PROBLEM REQUIREMENTS —
Retype every line of the records exactly.

RECORDS TO PROCESS —

use serde::Serialize;
use std::collections::BTreeMap;

/// A persisted usage event
#[derive(Debug, Clone, PartialEq, Serialize)]
pub struct UsageRecord {
    pub id: i64,
    /// RFC 3339, UTC, assigned by the store
    pub timestamp: String,
    pub model: String,
    pub input_tokens: u64,
    pub output_tokens: u64,
    pub input_cost: f64,
    pub output_cost: f64,
    pub total_cost: f64,
    pub endpoint: Option<String>,
}

/// Aggregate view over every stored record
#[derive(Debug, Clone, Default, PartialEq, Serialize)]
pub struct UsageSummary {
    pub total_cost: f64,
    pub total_input_tokens: u64,
    pub total_output_tokens: u64,
    pub total_requests: u64,
    /// Summed cost per model; models without records are absent
    pub by_model: BTreeMap<String, f64>,
}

COMPLETED EXERCISE —
use serde::Serialize;
use std::collections::BTreeMap;

/// A persisted usage event
#[derive(Debug, Clone, PartialEq, Serialize)]
pub struct UsageRecord {
    pub id: i64,
    /// RFC 3339, UTC, assigned by the store
    pub timestamp: String,
    pub model: String,
    pub input_tokens: u64,
    pub output_tokens: u64,
    pub input_cost: f64,
    pub output_cost: f64,
    pub total_cost: f64,
    pub endpoint: Option<String>,
}

/// Aggregate view over every stored record
#[derive(Debug, Clone, Default, PartialEq, Serialize)]
pub struct UsageSummary {
    pub total_cost: f64,
    pub total_input_tokens: u64,
    pub total_output_tokens: u64,
    pub total_requests: u64,
    /// Summed cost per model; models without records are absent
    pub by_model: BTreeMap<String, f64>,
}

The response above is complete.